In the entries that follow, how many lines contain "index"? Answer with the number only.

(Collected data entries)
BEGIN

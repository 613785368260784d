//! Path command interpreter
//!
//! Walks the tokens of path data, collecting the arguments of each command
//! and flushing finished commands through [`apply_distortion`]. Bare values
//! after a complete command repeat it; names (or a count followed by a name)
//! of segments expand the segment in place.
//!
//! ```text
//! AwaitingCommand --command--> CollectingArguments --arity reached--> flush
//!        ^                              |
//!        +------------ End / command ---+
//! ```

use std::collections::HashMap;

use crate::context::Context;
use crate::decimal::FixedDecimal;
use crate::distortion::{Distortion, Point, apply_distortion};
use crate::errors::Error;
use crate::expr::{self, Scope};
use crate::token::{Command, CommandLetter, TokenKind, TokenStream, ValueKind};

/// Argument values bound for one segment expansion
pub type Arguments = HashMap<String, FixedDecimal>;

/// An argument of the command being collected
#[derive(Debug, Clone, PartialEq)]
pub struct Arg {
    pub value: FixedDecimal,
    /// Set by the `@` prefix: exempt from distortion
    pub pinned: bool,
}

impl Arg {
    pub fn new(value: FixedDecimal, pinned: bool) -> Self {
        Self { value, pinned }
    }
}

/// The in-flight command
#[derive(Debug, Clone)]
pub struct PendingCommand {
    pub command: Command,
    pub args: Vec<Arg>,
    /// Pin the next value
    pub fix_next: bool,
    /// Column of the command letter
    pub column: usize,
}

impl PendingCommand {
    pub fn new(command: Command, column: usize) -> Self {
        Self {
            command,
            args: Vec::with_capacity(command.letter.arity().len()),
            fix_next: false,
            column,
        }
    }

    /// Number of arguments still missing
    pub fn pending(&self) -> usize {
        self.command.letter.arity().len().saturating_sub(self.args.len())
    }

    /// Kind of the next argument
    pub fn expected(&self) -> Option<ValueKind> {
        self.command.letter.arity().get(self.args.len()).copied()
    }

    fn push(&mut self, value: FixedDecimal) {
        self.args.push(Arg::new(value, self.fix_next));
        self.fix_next = false;
    }
}

/// A command in the output sequence
#[derive(Debug, Clone, PartialEq)]
pub struct Emitted {
    pub command: Command,
    pub args: Vec<FixedDecimal>,
}

impl Emitted {
    pub fn new(command: Command, args: Vec<FixedDecimal>) -> Self {
        Self { command, args }
    }

    /// `<letter><args>` with comma-joined arguments
    pub fn render(&self, precision: i32) -> String {
        let args: Vec<String> = self.args.iter().map(|arg| arg.format(precision)).collect();
        format!("{}{}", self.command, args.join(","))
    }
}

/// Running result of interpreting a path
#[derive(Debug, Clone, Default)]
pub struct PathState {
    pub sequence: Vec<Emitted>,
    pub cursor: Point,
    /// Start of the current subpath
    pub origin: Point,
    /// Direction of the last emitted line, for merging collinear lines
    pub last_angle: Option<f64>,
    /// A command has been seen, so the leading move is satisfied
    pub(crate) started: bool,
    /// Segments being expanded, outermost first
    pub(crate) active: Vec<String>,
}

impl PathState {
    pub fn new() -> Self {
        Self::default()
    }

    /// Fresh state at `position` used to measure a segment; it keeps the
    /// call chain of the measuring expansion.
    pub(crate) fn measuring(position: &Point, active: &[String]) -> Self {
        Self {
            cursor: position.clone(),
            origin: position.clone(),
            started: true,
            active: active.to_vec(),
            ..Self::default()
        }
    }

    /// Canonical path data: commands joined by single spaces
    pub fn render(&self, precision: i32) -> String {
        let commands: Vec<String> = self
            .sequence
            .iter()
            .map(|emitted| emitted.render(precision))
            .collect();
        commands.join(" ")
    }
}

/// One interpretation pass over a token stream: the top-level path or one
/// iteration of a segment expansion
pub(crate) struct Run<'a> {
    pub context: &'a Context,
    pub arguments: &'a Arguments,
    pub distortions: &'a [Distortion],
}

impl Run<'_> {
    fn flush(
        &self,
        pending: Option<PendingCommand>,
        state: &mut PathState,
        insert_at: usize,
        stream: &TokenStream,
    ) -> Result<(), Error> {
        let Some(pending) = pending else {
            return Ok(());
        };
        crate::log::trace!(command = %pending.command, args = pending.args.len(), "flush");
        apply_distortion(
            &pending,
            state,
            self.distortions,
            self.context.options.combine_commands,
            insert_at,
            stream,
        )
    }

    /// A command letter that names an argument or unit while the in-flight
    /// command still needs values
    fn reads_name(&self, letter: &str, current: Option<&PendingCommand>) -> bool {
        current.is_some_and(|pending| pending.pending() > 0)
            && (self.arguments.contains_key(letter) || self.context.unit(letter).is_some())
    }

    /// A segment name, or a count directly followed by a segment name
    fn starts_invocation(&self, stream: &TokenStream) -> bool {
        let index = match stream.current().kind {
            TokenKind::Identifier | TokenKind::Command => stream.position(),
            TokenKind::Number => stream.position() + 1,
            _ => return false,
        };
        stream
            .name_at(index, |name| self.context.is_segment(name))
            .is_some()
    }

    pub fn interpret(&self, stream: &mut TokenStream, state: &mut PathState) -> Result<(), Error> {
        let insert_at = state.sequence.len();
        let mut current: Option<PendingCommand> = None;

        loop {
            if self.starts_invocation(stream) {
                self.flush(current.take(), state, insert_at, stream)?;
                expr::invoke(stream, state, self.context, self.arguments, self.distortions)?;
                continue;
            }
            let token = stream.current().clone();
            match token.kind {
                TokenKind::Command if self.reads_name(&token.lexeme, current.as_ref()) => {
                    self.argument(stream, state, &mut current, insert_at)?;
                    continue;
                }
                TokenKind::Command => {
                    let Some(command) = token.command() else {
                        let (src, span) = stream.locate(&token);
                        return Err(Error::ExpectedCommand {
                            token: token.lexeme,
                            column: token.column,
                            src,
                            span,
                        });
                    };
                    if !state.started && command.letter != CommandLetter::M {
                        let (src, span) = stream.locate(&token);
                        return Err(Error::MissingMove {
                            token: token.lexeme,
                            column: token.column,
                            src,
                            span,
                        });
                    }
                    state.started = true;
                    self.flush(current.take(), state, insert_at, stream)?;
                    current = Some(PendingCommand::new(command, token.column));
                }
                TokenKind::Fix => match current.as_mut() {
                    Some(pending) => pending.fix_next = true,
                    None => {
                        let (src, span) = stream.locate(&token);
                        return Err(Error::ExpectedCommand {
                            token: token.lexeme,
                            column: token.column,
                            src,
                            span,
                        });
                    }
                },
                TokenKind::Whitespace | TokenKind::Delimiter => {}
                TokenKind::End => {
                    self.flush(current.take(), state, insert_at, stream)?;
                    break;
                }
                _ => {
                    self.argument(stream, state, &mut current, insert_at)?;
                    continue;
                }
            }
            stream.advance();
        }
        Ok(())
    }

    /// Read one argument value for the in-flight command, repeating the
    /// command if it is already complete.
    fn argument(
        &self,
        stream: &mut TokenStream,
        state: &mut PathState,
        current: &mut Option<PendingCommand>,
        insert_at: usize,
    ) -> Result<(), Error> {
        let token = stream.current().clone();
        let Some(mut pending) = current.take() else {
            let (src, span) = stream.locate(&token);
            return Err(Error::ExpectedCommand {
                token: token.lexeme,
                column: token.column,
                src,
                span,
            });
        };

        if pending.pending() == 0 {
            let command = pending.command;
            // a pin after a complete command belongs to its repetition
            let fix_next = std::mem::take(&mut pending.fix_next);
            self.flush(Some(pending), state, insert_at, stream)?;
            pending = PendingCommand::new(command, token.column);
            pending.fix_next = fix_next;
            if pending.pending() == 0 {
                let (src, span) = stream.locate(&token);
                return Err(Error::TooManyArguments {
                    command: command.as_char(),
                    token: token.lexeme,
                    column: token.column,
                    src,
                    span,
                });
            }
        }

        // Arc flags may be glued to what follows them: "a 5 5 0 11100,100"
        let at_flag = pending.expected() == Some(ValueKind::Flag);
        if at_flag
            && pending.command.letter == CommandLetter::A
            && token.kind == TokenKind::Number
            && token.lexeme.len() > 1
            && token.lexeme.starts_with(['0', '1'])
        {
            let flag = stream.split_current(1)?;
            pending.push(flag);
        } else {
            let kind = pending.expected().unwrap_or(ValueKind::Unit);
            let scope = Scope::new(self.context, self.arguments, &state.cursor, &state.active);
            let outcome = expr::evaluate(stream, &scope, kind)?;
            pending.push(outcome.value);
        }
        *current = Some(pending);
        Ok(())
    }
}

/// Interpret path data from scratch.
pub fn interpret_path(name: &str, data: &str, context: &Context) -> Result<PathState, Error> {
    let mut stream = TokenStream::new(name, data)?;
    let mut state = PathState::new();
    let arguments = Arguments::new();
    let run = Run {
        context,
        arguments: &arguments,
        distortions: &[],
    };
    run.interpret(&mut stream, &mut state)?;
    crate::log::debug!(commands = state.sequence.len(), "path interpreted");
    Ok(state)
}

/// Expand path data into canonical path data.
pub fn expand_path(data: &str, context: &Context) -> Result<String, Error> {
    let state = interpret_path("d", data, context)?;
    Ok(state.render(context.options.output_precision()))
}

END

EXERCISE RESULT: 2